═══ AVAILABLE DATA ═══

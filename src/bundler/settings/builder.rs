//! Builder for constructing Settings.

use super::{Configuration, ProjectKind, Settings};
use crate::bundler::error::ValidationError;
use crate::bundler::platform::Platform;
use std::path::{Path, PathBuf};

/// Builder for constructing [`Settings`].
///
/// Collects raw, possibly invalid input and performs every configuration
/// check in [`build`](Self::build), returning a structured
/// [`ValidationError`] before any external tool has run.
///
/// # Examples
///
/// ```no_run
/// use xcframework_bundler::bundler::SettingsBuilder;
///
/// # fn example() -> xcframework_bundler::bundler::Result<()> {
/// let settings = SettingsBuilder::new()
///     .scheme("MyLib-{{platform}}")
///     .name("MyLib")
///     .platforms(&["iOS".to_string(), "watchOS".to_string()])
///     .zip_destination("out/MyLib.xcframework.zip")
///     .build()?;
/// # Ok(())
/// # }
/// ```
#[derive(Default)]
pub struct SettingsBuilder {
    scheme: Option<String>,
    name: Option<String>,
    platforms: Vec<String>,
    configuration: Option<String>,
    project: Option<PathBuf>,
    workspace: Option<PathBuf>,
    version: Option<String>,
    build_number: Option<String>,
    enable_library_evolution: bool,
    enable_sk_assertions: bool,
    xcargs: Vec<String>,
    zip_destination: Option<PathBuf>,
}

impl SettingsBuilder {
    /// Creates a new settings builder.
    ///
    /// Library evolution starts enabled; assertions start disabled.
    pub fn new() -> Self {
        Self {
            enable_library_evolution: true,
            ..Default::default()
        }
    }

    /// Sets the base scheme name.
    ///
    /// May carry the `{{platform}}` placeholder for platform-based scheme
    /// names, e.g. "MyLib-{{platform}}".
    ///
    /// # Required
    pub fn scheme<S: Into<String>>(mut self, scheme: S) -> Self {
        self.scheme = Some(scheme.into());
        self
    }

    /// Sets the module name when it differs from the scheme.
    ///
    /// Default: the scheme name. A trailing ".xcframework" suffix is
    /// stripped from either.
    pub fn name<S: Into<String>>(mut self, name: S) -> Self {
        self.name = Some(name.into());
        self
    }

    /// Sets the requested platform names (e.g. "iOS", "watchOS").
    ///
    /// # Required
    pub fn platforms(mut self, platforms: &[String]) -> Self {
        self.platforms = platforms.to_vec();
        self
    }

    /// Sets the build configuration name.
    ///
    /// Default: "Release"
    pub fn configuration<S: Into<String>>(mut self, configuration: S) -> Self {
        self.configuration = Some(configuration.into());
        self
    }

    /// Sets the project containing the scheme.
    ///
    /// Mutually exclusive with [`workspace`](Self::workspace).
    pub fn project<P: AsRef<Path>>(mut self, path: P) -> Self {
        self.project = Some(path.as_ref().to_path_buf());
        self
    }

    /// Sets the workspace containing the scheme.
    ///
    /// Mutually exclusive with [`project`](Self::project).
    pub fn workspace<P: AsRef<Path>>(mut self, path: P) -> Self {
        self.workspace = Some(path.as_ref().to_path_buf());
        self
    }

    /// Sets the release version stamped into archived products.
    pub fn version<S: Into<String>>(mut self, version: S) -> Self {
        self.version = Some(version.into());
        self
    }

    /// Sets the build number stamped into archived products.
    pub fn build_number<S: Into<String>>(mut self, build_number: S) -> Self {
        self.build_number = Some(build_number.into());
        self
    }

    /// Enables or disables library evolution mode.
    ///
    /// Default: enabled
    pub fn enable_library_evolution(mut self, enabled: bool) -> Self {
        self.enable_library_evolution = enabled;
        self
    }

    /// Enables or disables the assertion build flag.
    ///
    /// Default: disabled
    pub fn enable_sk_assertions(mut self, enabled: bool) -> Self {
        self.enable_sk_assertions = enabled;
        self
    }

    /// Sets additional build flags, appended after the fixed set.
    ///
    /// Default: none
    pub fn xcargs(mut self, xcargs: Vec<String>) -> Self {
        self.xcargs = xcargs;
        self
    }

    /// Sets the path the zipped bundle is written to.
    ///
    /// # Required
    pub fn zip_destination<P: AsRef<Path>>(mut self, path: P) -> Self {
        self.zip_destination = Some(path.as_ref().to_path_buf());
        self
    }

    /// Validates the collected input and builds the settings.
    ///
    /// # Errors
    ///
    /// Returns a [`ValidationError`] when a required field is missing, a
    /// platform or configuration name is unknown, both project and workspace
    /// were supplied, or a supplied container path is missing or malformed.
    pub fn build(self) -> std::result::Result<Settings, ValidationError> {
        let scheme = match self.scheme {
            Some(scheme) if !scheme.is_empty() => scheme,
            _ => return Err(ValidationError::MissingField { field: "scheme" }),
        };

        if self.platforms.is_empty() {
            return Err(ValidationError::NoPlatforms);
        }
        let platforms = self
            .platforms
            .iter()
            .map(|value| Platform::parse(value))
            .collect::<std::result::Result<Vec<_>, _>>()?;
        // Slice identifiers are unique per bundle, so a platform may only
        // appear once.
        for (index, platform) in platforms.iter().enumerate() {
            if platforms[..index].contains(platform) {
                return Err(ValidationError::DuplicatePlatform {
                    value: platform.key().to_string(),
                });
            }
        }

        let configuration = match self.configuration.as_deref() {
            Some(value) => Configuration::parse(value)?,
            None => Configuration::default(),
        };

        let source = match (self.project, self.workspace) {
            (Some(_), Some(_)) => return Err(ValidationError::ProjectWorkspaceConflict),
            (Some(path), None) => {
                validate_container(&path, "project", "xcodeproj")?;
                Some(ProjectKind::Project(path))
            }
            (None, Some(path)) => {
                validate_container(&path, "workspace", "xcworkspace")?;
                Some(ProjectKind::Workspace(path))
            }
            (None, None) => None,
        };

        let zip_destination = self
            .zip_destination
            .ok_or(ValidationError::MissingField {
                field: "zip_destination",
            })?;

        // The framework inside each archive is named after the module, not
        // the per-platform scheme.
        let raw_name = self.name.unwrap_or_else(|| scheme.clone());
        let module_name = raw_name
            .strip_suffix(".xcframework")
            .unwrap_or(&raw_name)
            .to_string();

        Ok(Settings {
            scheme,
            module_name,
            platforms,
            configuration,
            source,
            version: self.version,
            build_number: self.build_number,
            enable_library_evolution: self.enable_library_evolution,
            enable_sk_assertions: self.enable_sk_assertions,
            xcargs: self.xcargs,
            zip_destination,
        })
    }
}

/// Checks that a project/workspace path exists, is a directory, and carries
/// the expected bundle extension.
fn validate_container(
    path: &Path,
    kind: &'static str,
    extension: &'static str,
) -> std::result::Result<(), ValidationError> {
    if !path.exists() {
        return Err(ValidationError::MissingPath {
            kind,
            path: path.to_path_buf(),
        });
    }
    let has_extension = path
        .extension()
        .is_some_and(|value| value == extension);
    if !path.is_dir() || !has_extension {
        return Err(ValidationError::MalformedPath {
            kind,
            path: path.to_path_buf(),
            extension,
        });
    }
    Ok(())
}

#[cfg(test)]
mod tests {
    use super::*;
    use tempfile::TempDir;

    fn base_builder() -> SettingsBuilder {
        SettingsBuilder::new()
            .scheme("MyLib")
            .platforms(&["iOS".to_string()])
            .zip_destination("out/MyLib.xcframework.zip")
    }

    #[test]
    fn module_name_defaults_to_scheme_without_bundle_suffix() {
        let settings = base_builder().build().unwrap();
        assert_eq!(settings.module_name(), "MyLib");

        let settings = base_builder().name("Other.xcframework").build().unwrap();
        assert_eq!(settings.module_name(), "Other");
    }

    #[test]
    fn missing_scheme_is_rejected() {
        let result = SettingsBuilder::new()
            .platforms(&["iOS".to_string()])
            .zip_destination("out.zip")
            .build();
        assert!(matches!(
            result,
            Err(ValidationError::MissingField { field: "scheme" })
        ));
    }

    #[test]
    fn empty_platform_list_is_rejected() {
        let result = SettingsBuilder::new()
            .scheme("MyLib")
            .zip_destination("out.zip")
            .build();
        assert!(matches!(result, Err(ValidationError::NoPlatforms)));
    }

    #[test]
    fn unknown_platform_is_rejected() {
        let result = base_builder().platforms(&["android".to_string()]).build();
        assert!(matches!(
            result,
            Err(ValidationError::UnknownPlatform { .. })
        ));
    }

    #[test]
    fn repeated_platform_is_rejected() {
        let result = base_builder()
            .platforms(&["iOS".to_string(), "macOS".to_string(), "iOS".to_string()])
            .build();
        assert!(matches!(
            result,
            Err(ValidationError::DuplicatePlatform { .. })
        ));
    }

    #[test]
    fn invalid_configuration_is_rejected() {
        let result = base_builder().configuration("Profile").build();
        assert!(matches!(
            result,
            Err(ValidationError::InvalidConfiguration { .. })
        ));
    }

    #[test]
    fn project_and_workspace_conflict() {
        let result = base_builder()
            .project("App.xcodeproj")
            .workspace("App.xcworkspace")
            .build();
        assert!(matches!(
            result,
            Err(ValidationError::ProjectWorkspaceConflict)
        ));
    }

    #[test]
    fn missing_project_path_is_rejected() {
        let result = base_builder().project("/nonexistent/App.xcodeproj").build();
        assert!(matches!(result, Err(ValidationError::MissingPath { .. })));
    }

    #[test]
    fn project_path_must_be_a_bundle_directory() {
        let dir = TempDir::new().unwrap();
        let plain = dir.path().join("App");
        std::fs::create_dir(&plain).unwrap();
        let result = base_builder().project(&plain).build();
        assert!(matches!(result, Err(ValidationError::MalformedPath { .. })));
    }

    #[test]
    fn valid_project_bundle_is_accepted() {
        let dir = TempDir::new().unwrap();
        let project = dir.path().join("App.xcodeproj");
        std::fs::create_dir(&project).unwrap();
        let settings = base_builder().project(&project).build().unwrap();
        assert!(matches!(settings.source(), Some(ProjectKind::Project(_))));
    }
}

═══

◆ TASK DIRECTIONS
From the entries above, list each line with "xcargs" in it.

◆ RESULT OF THIS EXERCISE
    xcargs: Vec<String>,
    pub fn xcargs(mut self, xcargs: Vec<String>) -> Self {
        self.xcargs = xcargs;
            xcargs: self.xcargs,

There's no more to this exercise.